Statistical Analysis
Only descriptive statistics were performed using ‘R-4.0.5 for Windows’, available
under the General Public License (R Core Team; 2013). Frequencies for nominal variables
were described, and for continuous data, normality was assessed using Shapiro–Wilk
normality test. Then, variables were reported as mean and standard deviation.
Results
59 THAs in 50 animals were performed using the Mini Zurich cementless total hip system
between January 2020 and July 2021 at the Clinica Veterinaria Vezzoni, Cremona, Italy,
by the same surgeon (A.V.: 56 cases) and at VA-MD College of Veterinary Medicine,
USA, by the same surgeon (O.L.: 3 cases). There were eight cats and 42 dogs, with
three cats and six dogs having bilateral THAs performed at an interval variable from
2 months to 1 year.
Among the eight cats, there were three females and five males. The mean body weight
was 6.5 kg (standard deviation [SD] 2.4); the median age was 24 months, (range: 11–37
months). Breeds included were as follows: Maine Coon cat (n = 5), Domestic Shorthair cat (n = 2), and British Shorthair cat (n = 1).

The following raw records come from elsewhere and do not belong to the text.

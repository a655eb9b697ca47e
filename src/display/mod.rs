// src/display/mod.rs
//! Display surfaces the frame loops present to.
//!
//! - DisplaySurface: the trait the loops are written against
//! - drivers: a raw-mode terminal and a headless recorder

pub mod drivers;
pub mod surface;

pub use drivers::{ConsoleSurface, HeadlessSurface};
pub use surface::DisplaySurface;
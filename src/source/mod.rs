// src/source/mod.rs

//! Lazy pull-based streams feeding the display loop.
//!
//! Values and cadence durations are produced independently so the same
//! readout can run on any rhythm. A stream is not restartable; build a fresh
//! one to start over.

pub mod cadence;
pub mod value;

pub use cadence::{BiasedPulse, CadenceState, FixedPulse, PulseLaw};
pub use value::{ClockSource, MeterSource};

use std::collections::VecDeque;

/// A lazy, possibly infinite sequence. `None` means exhausted for good.
pub trait Stream {
    type Item;

    fn pull(&mut self) -> Option<Self::Item>;
}

impl<S: Stream + ?Sized> Stream for Box<S> {
    type Item = S::Item;

    fn pull(&mut self) -> Option<Self::Item> {
        (**self).pull()
    }
}

/// Boxed value-string stream.
pub type ValueStream = Box<dyn Stream<Item = String> + Send>;

/// Boxed duration stream, in milliseconds.
pub type CadenceStream = Box<dyn Stream<Item = u64> + Send>;

/// A finite stream over a fixed list, used for demos and tests.
#[derive(Debug, Clone)]
pub struct FiniteStream<T> {
    items: VecDeque<T>,
}

impl<T> FiniteStream<T> {
    pub fn new(items: impl IntoIterator<Item = T>) -> Self {
        FiniteStream {
            items: items.into_iter().collect(),
        }
    }

    pub fn remaining(&self) -> usize {
        self.items.len()
    }
}

impl<T> Stream for FiniteStream<T> {
    type Item = T;

    fn pull(&mut self) -> Option<T> {
        self.items.pop_front()
    }
}

/// Yields the same item forever.
#[derive(Debug, Clone)]
pub struct Constant<T: Clone> {
    item: T,
}

impl<T: Clone> Constant<T> {
    pub fn new(item: T) -> Self {
        Constant { item }
    }
}

impl<T: Clone> Stream for Constant<T> {
    type Item = T;

    fn pull(&mut self) -> Option<T> {
        Some(self.item.clone())
    }
}
// src/display/surface.rs
//! DisplaySurface trait - the collaborator the display loops draw on.
//!
//! A surface shows whole frames, reports key presses, and can write the
//! current frame to disk. It never composes anything itself.
//!
//! ## Lifecycle
//! 1. `open(window_name)` - create or claim the window
//! 2. `present` / `read_key` in alternation, driven by a loop
//! 3. `close()` - release the window; later calls fail with
//!    `DisplaySurfaceClosed`

use crate::error::Result;
use crate::frame::Frame;
use crate::keys::KeyInput;
use std::path::Path;
use std::time::Duration;

pub trait DisplaySurface {
    fn open(&mut self, window_name: &str) -> Result<()>;

    /// Shows `frame`, replacing whatever was shown before.
    ///
    /// Fails with `DisplaySurfaceClosed` once the user has closed the window.
    fn present(&mut self, frame: &Frame) -> Result<()>;

    /// Waits up to `timeout` for a key press, or indefinitely for `None`.
    ///
    /// Returns early when a key arrives. `Ok(None)` means the timeout
    /// elapsed with no input.
    fn read_key(&mut self, timeout: Option<Duration>) -> Result<Option<KeyInput>>;

    /// Writes `frame` to `path` losslessly.
    fn save(&mut self, frame: &Frame, path: &Path) -> Result<()> {
        frame.save_png(path)
    }

    fn close(&mut self) -> Result<()>;
}

impl<S: DisplaySurface + ?Sized> DisplaySurface for Box<S> {
    fn open(&mut self, window_name: &str) -> Result<()> {
        (**self).open(window_name)
    }

    fn present(&mut self, frame: &Frame) -> Result<()> {
        (**self).present(frame)
    }

    fn read_key(&mut self, timeout: Option<Duration>) -> Result<Option<KeyInput>> {
        (**self).read_key(timeout)
    }

    fn save(&mut self, frame: &Frame, path: &Path) -> Result<()> {
        (**self).save(frame, path)
    }

    fn close(&mut self) -> Result<()> {
        (**self).close()
    }
}

impl<S: DisplaySurface + ?Sized> DisplaySurface for &mut S {
    fn open(&mut self, window_name: &str) -> Result<()> {
        (**self).open(window_name)
    }

    fn present(&mut self, frame: &Frame) -> Result<()> {
        (**self).present(frame)
    }

    fn read_key(&mut self, timeout: Option<Duration>) -> Result<Option<KeyInput>> {
        (**self).read_key(timeout)
    }

    fn save(&mut self, frame: &Frame, path: &Path) -> Result<()> {
        (**self).save(frame, path)
    }

    fn close(&mut self) -> Result<()> {
        (**self).close()
    }
}
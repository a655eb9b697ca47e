// src/glyph.rs

//! Defines the `Glyph` bitmap and the `GlyphAtlas` that maps each displayable
//! character to one.
//!
//! The atlas is loaded once at startup and never mutated afterwards. Glyph
//! pixels sit behind an `Arc`, so the atlas can be shared across the producer
//! and presenter threads without further synchronization.

use crate::error::{DivergenceError, Result};
use image::RgbImage;
use log::{debug, info};
use std::collections::HashMap;
use std::fmt;
use std::path::{Path, PathBuf};
use std::sync::Arc;

/// Every character the display can show, in asset-loading order.
pub const GLYPH_CHARS: [char; 11] = ['0', '1', '2', '3', '4', '5', '6', '7', '8', '9', '.'];

/// Alternate file stem accepted for the decimal point.
const DOT_ALIAS_STEM: &str = "dot";

/// Returns true if `ch` belongs to the fixed glyph set.
pub fn is_glyph_char(ch: char) -> bool {
    ch.is_ascii_digit() || ch == '.'
}

/// An immutable bitmap for one character.
#[derive(Clone, PartialEq, Eq)]
pub struct Glyph {
    ch: char,
    image: Arc<RgbImage>,
}

impl Glyph {
    pub fn new(ch: char, image: RgbImage) -> Self {
        Glyph {
            ch,
            image: Arc::new(image),
        }
    }

    pub fn ch(&self) -> char {
        self.ch
    }

    pub fn width(&self) -> u32 {
        self.image.width()
    }

    pub fn height(&self) -> u32 {
        self.image.height()
    }

    pub fn image(&self) -> &RgbImage {
        &self.image
    }
}

// Pixel dumps are useless in logs; print the shape instead.
impl fmt::Debug for Glyph {
    fn fmt(&self, f: &mut fmt::Formatter<'_>) -> fmt::Result {
        f.debug_struct("Glyph")
            .field("ch", &self.ch)
            .field("width", &self.width())
            .field("height", &self.height())
            .finish()
    }
}

/// Fixed mapping from character to `Glyph`.
///
/// The key set is always exactly `GLYPH_CHARS`; both constructors refuse to
/// build a partial or oversized atlas.
#[derive(Debug, Clone)]
pub struct GlyphAtlas {
    glyphs: HashMap<char, Glyph>,
}

impl GlyphAtlas {
    /// Loads `<dir>/<ch>.png` for every glyph character.
    ///
    /// The decimal point is read from `..png`, falling back to `dot.png`.
    /// Any missing or undecodable file fails with `AssetMissing`.
    pub fn load(dir: impl AsRef<Path>) -> Result<Self> {
        let dir = dir.as_ref();
        info!("GlyphAtlas: Loading glyphs from {}", dir.display());

        let mut glyphs = HashMap::with_capacity(GLYPH_CHARS.len());
        for ch in GLYPH_CHARS {
            let path = Self::asset_path(dir, ch);
            let image = image::open(&path)
                .map_err(|e| DivergenceError::AssetMissing {
                    ch,
                    path: path.clone(),
                    reason: e.to_string(),
                })?
                .to_rgb8();
            debug!(
                "GlyphAtlas: {:?} -> {} ({}x{})",
                ch,
                path.display(),
                image.width(),
                image.height()
            );
            glyphs.insert(ch, Glyph::new(ch, image));
        }

        Ok(GlyphAtlas { glyphs })
    }

    /// Builds an atlas from in-memory bitmaps.
    pub fn from_images<I>(images: I) -> Result<Self>
    where
        I: IntoIterator<Item = (char, RgbImage)>,
    {
        let mut glyphs = HashMap::with_capacity(GLYPH_CHARS.len());
        for (ch, image) in images {
            if !is_glyph_char(ch) {
                return Err(DivergenceError::UnknownGlyph(ch));
            }
            glyphs.insert(ch, Glyph::new(ch, image));
        }

        if let Some(&ch) = GLYPH_CHARS.iter().find(|ch| !glyphs.contains_key(ch)) {
            return Err(DivergenceError::AssetMissing {
                ch,
                path: PathBuf::new(),
                reason: "no in-memory bitmap supplied".to_string(),
            });
        }

        Ok(GlyphAtlas { glyphs })
    }

    /// Resolves the on-disk file for `ch`.
    fn asset_path(dir: &Path, ch: char) -> PathBuf {
        let canonical = dir.join(format!("{ch}.png"));
        if ch == '.' && !canonical.exists() {
            let alias = dir.join(format!("{DOT_ALIAS_STEM}.png"));
            if alias.exists() {
                return alias;
            }
        }
        canonical
    }

    pub fn get(&self, ch: char) -> Option<&Glyph> {
        self.glyphs.get(&ch)
    }

    /// Looks up `ch`, failing with `UnknownGlyph` rather than skipping it.
    pub fn require(&self, ch: char) -> Result<&Glyph> {
        self.get(ch).ok_or(DivergenceError::UnknownGlyph(ch))
    }

    pub fn contains(&self, ch: char) -> bool {
        self.glyphs.contains_key(&ch)
    }

    /// Fails with `UnknownGlyph` on the first character outside the atlas.
    pub fn validate(&self, value: &str) -> Result<()> {
        match value.chars().find(|&ch| !self.contains(ch)) {
            Some(ch) => Err(DivergenceError::UnknownGlyph(ch)),
            None => Ok(()),
        }
    }

    pub fn chars(&self) -> impl Iterator<Item = char> + '_ {
        GLYPH_CHARS.iter().copied().filter(|ch| self.contains(*ch))
    }

    /// Height of the tallest glyph, i.e. the strip height of any frame that
    /// uses it.
    pub fn max_height(&self) -> u32 {
        self.glyphs.values().map(Glyph::height).max().unwrap_or(0)
    }

    pub fn len(&self) -> usize {
        self.glyphs.len()
    }

    pub fn is_empty(&self) -> bool {
        self.glyphs.is_empty()
    }
}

In the group of 11 THAs in cats, capital physeal fracture was the reason for performing
a THA in 6 cases (60%), hip dysplasia was the underlying reason in 4 patients (30%),
and hip luxation in 1 cat (10%).
In the 11 THAs in cats, the 10 mm cup for 6 mm head was used in 2 cases (18.3%), the
12 mm cup for 8 mm head was used in 4 patients (36.3%), the 14 mm cup for 8 mm head
was used in 1 case (9.1%), the 14 mm cup for 10 mm head was used in 4 cases (36.3%).

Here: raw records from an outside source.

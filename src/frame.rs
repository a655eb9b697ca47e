// src/frame.rs

//! Frame synthesis: turns one value-string into one padded composite bitmap.
//!
//! Composition is pure. The same value and atlas always give bit-identical
//! frames, so results could be cached; they are not, because meter values
//! change on nearly every tick.

use crate::config::{AppearanceConfig, MAX_BORDER_PX};
use crate::error::{DivergenceError, Result};
use crate::glyph::GlyphAtlas;
use image::{imageops, Rgb, RgbImage};
use log::trace;
use std::fmt;
use std::path::Path;
use std::sync::Arc;

/// Canvas colour behind and around the glyphs.
pub const BACKGROUND: Rgb<u8> = Rgb([0, 0, 0]);

/// Symmetric padding around the glyph strip, in pixels.
#[derive(Debug, Clone, Copy, PartialEq, Eq)]
pub struct Border {
    /// Added above and below.
    pub vertical: u32,
    /// Added left and right.
    pub horizontal: u32,
}

impl Border {
    /// `307 / 4` by `104`.
    pub const CANONICAL: Border = Border {
        vertical: 307 / 4,
        horizontal: 104,
    };

    pub const NONE: Border = Border {
        vertical: 0,
        horizontal: 0,
    };
}

impl Default for Border {
    fn default() -> Self {
        Border::CANONICAL
    }
}

impl From<&AppearanceConfig> for Border {
    fn from(appearance: &AppearanceConfig) -> Self {
        Border {
            vertical: appearance.border_vertical_px.min(MAX_BORDER_PX),
            horizontal: appearance.border_horizontal_px.min(MAX_BORDER_PX),
        }
    }
}

/// One fully composited, padded bitmap. Cheap to clone.
#[derive(Clone, PartialEq, Eq)]
pub struct Frame {
    value: String,
    image: Arc<RgbImage>,
}

impl Frame {
    pub fn value(&self) -> &str {
        &self.value
    }

    pub fn width(&self) -> u32 {
        self.image.width()
    }

    pub fn height(&self) -> u32 {
        self.image.height()
    }

    pub fn image(&self) -> &RgbImage {
        &self.image
    }

    pub fn pixel(&self, x: u32, y: u32) -> Rgb<u8> {
        *self.image.get_pixel(x, y)
    }

    /// Raw RGB8 bytes, row-major.
    pub fn as_raw(&self) -> &[u8] {
        self.image.as_raw()
    }

    /// Writes the frame as a PNG. Lossless, so the file decodes back to
    /// exactly `as_raw()`.
    pub fn save_png(&self, path: &Path) -> Result<()> {
        self.image
            .save_with_format(path, image::ImageFormat::Png)
            .map_err(|e| DivergenceError::SaveFailed {
                path: path.to_path_buf(),
                reason: e.to_string(),
            })
    }
}

impl fmt::Debug for Frame {
    fn fmt(&self, f: &mut fmt::Formatter<'_>) -> fmt::Result {
        f.debug_struct("Frame")
            .field("value", &self.value)
            .field("width", &self.width())
            .field("height", &self.height())
            .finish()
    }
}

/// Builds frames from an atlas and a fixed border.
#[derive(Debug, Clone)]
pub struct FrameCompositor {
    atlas: Arc<GlyphAtlas>,
    border: Border,
}

impl FrameCompositor {
    pub fn new(atlas: Arc<GlyphAtlas>, border: Border) -> Self {
        FrameCompositor { atlas, border }
    }

    pub fn atlas(&self) -> &Arc<GlyphAtlas> {
        &self.atlas
    }

    pub fn border(&self) -> Border {
        self.border
    }

    /// Composes `value` into a frame.
    ///
    /// Glyphs are laid left to right with no gap and top-aligned; shorter
    /// glyphs leave background below them. Every character is resolved before
    /// any pixel is written, so a bad value never yields a partial frame.
    pub fn compose(&self, value: &str) -> Result<Frame> {
        let glyphs = value
            .chars()
            .map(|ch| self.atlas.require(ch))
            .collect::<Result<Vec<_>>>()?;

        let strip_width = glyphs
            .iter()
            .fold(0u32, |w, g| w.saturating_add(g.width()));
        let strip_height = glyphs.iter().map(|g| g.height()).max().unwrap_or(0);
        let width = strip_width.saturating_add(self.border.horizontal.saturating_mul(2));
        let height = strip_height.saturating_add(self.border.vertical.saturating_mul(2));

        let mut canvas = RgbImage::from_pixel(width, height, BACKGROUND);
        let mut x = self.border.horizontal;
        for glyph in &glyphs {
            imageops::replace(
                &mut canvas,
                glyph.image(),
                i64::from(x),
                i64::from(self.border.vertical),
            );
            x += glyph.width();
        }

        trace!("FrameCompositor: {:?} -> {}x{}", value, width, height);
        Ok(Frame {
            value: value.to_string(),
            image: Arc::new(canvas),
        })
    }
}

#[cfg(test)]
mod tests {
    use super::*;
    use crate::glyph::GLYPH_CHARS;
    use test_log::test;

    /// Digit `d` is `(3 + d)` wide and `(5 + d % 3)` tall; '.' is 2x4.
    fn atlas() -> Arc<GlyphAtlas> {
        let images = GLYPH_CHARS.map(|ch| {
            let (w, h, shade) = match ch.to_digit(10) {
                Some(d) => (3 + d, 5 + d % 3, 20 * d as u8 + 10),
                None => (2, 4, 255),
            };
            (ch, RgbImage::from_pixel(w, h, Rgb([shade, shade, 0])))
        });
        Arc::new(GlyphAtlas::from_images(images).unwrap())
    }

    fn compositor() -> FrameCompositor {
        FrameCompositor::new(atlas(), Border::CANONICAL)
    }

    #[test]
    fn canonical_border_is_76_by_104() {
        assert_eq!(Border::CANONICAL.vertical, 76);
        assert_eq!(Border::CANONICAL.horizontal, 104);
    }

    #[test]
    fn compose_is_deterministic() {
        let c = compositor();
        let a = c.compose("3.1415926").unwrap();
        let b = c.compose("3.1415926").unwrap();
        assert_eq!(a, b);
        assert_eq!(a.as_raw(), b.as_raw());
    }

    #[test]
    fn compose_rejects_chars_outside_the_atlas() {
        let c = compositor();
        assert!(matches!(
            c.compose("1a"),
            Err(DivergenceError::UnknownGlyph('a'))
        ));
        assert!(matches!(
            c.compose("12:34"),
            Err(DivergenceError::UnknownGlyph(':'))
        ));
    }

    #[test]
    fn frame_dimensions_follow_glyph_metrics_plus_border() {
        let c = compositor();
        for value in ["0", "42", "1.048596", "23.59.59", "10086"] {
            let frame = c.compose(value).unwrap();
            let atlas = c.atlas();
            let glyph_w: u32 = value.chars().map(|ch| atlas.get(ch).unwrap().width()).sum();
            let glyph_h = value
                .chars()
                .map(|ch| atlas.get(ch).unwrap().height())
                .max()
                .unwrap();
            assert_eq!(frame.width(), glyph_w + 2 * 104, "{value}");
            assert_eq!(frame.height(), glyph_h + 2 * 76, "{value}");
        }
    }

    #[test]
    fn glyphs_are_concatenated_and_top_aligned() {
        let c = FrameCompositor::new(atlas(), Border { vertical: 1, horizontal: 2 });
        // '1' is 4x6, '2' is 5x7.
        let frame = c.compose("12").unwrap();
        assert_eq!((frame.width(), frame.height()), (4 + 5 + 4, 7 + 2));

        assert_eq!(frame.pixel(0, 0), BACKGROUND);
        assert_eq!(frame.pixel(2, 1), Rgb([30, 30, 0]));
        assert_eq!(frame.pixel(5, 6), Rgb([30, 30, 0]));
        // Below the shorter '1' is background.
        assert_eq!(frame.pixel(2, 7), BACKGROUND);
        assert_eq!(frame.pixel(6, 1), Rgb([50, 50, 0]));
        assert_eq!(frame.pixel(10, 7), Rgb([50, 50, 0]));
        assert_eq!(frame.pixel(11, 1), BACKGROUND);
    }

    #[test]
    fn oversized_config_borders_are_clamped() {
        let appearance = AppearanceConfig {
            border_vertical_px: u32::MAX,
            border_horizontal_px: u32::MAX,
            ..AppearanceConfig::default()
        };
        let border = Border::from(&appearance);
        assert_eq!(border.vertical, MAX_BORDER_PX);
        assert_eq!(border.horizontal, MAX_BORDER_PX);
    }

    #[test]
    fn frame_remembers_its_value() {
        let frame = compositor().compose("10086").unwrap();
        assert_eq!(frame.value(), "10086");
    }

    #[test]
    fn save_png_round_trips_pixels() {
        let dir = tempfile::tempdir().unwrap();
        let path = dir.path().join("frame.png");
        let frame = compositor().compose("42").unwrap();
        frame.save_png(&path).unwrap();

        let decoded = image::open(&path).unwrap().to_rgb8();
        assert_eq!(decoded.dimensions(), (frame.width(), frame.height()));
        assert_eq!(decoded.as_raw(), frame.as_raw());
    }

    #[test]
    fn save_png_reports_save_failed() {
        let dir = tempfile::tempdir().unwrap();
        let path = dir.path().join("no-such-dir").join("frame.png");
        let frame = compositor().compose("42").unwrap();
        assert!(matches!(
            frame.save_png(&path),
            Err(DivergenceError::SaveFailed { .. })
        ));
    }
}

The 3 mm femoral stem was used in 2 cases (18.2%), the 4 mm femoral stem was used
in 5 cases (45.5%) and the 5 mm femoral stem was used in 4 cases (36.3%). Among all
neck sizes, the short neck was used in 6 cases (54.6%), the medium neck in 3 cases
(27.2%) and the long neck in 2 cases (18.2%).
Among the 43 dogs 25 were females and 18 were male. The mean body weight was 9.2 kg
(SD: 4.9); the median age was 25 months (range: 4–114 months). Breeds included were
as follows: Toy Poodle (n = 7), Jack Russell Terrier (n = 6), Cocker Spaniel (n = 4), Maltese (n = 4), mixed breed dog (n = 4), Border Collie (n = 3), Yorkshire Terrier (n = 2), American Cocker Spaniel (n = 1), Bolognese (n = 1), Breton (n = 1), English Setter (n = 1), French Bulldog (Bouledogue Français) (n = 1), Labrador (n = 1), Maltipoo (n = 1), Piccolo Levriere Italiano (n = 1), Pinscher Toy (n = 1), Scottish Terrier (n = 1), Shetland Sheepdog (n = 1), West Highland White Terrier (n = 1), and mongrel (n = 1).
Among the 48 THAs in dogs, hip dysplasia was the underlying cause for performing THA
in 27 cases (56%), Legg-Perthes-Calvé disease in 12 patients (25%), traumatic luxation
with underlying hip dysplasia in 4 dogs (8.5%), capital physeal fracture in 4 cases
(8.5%), and lastly, traumatic femoral head fracture in one adult dog (2%).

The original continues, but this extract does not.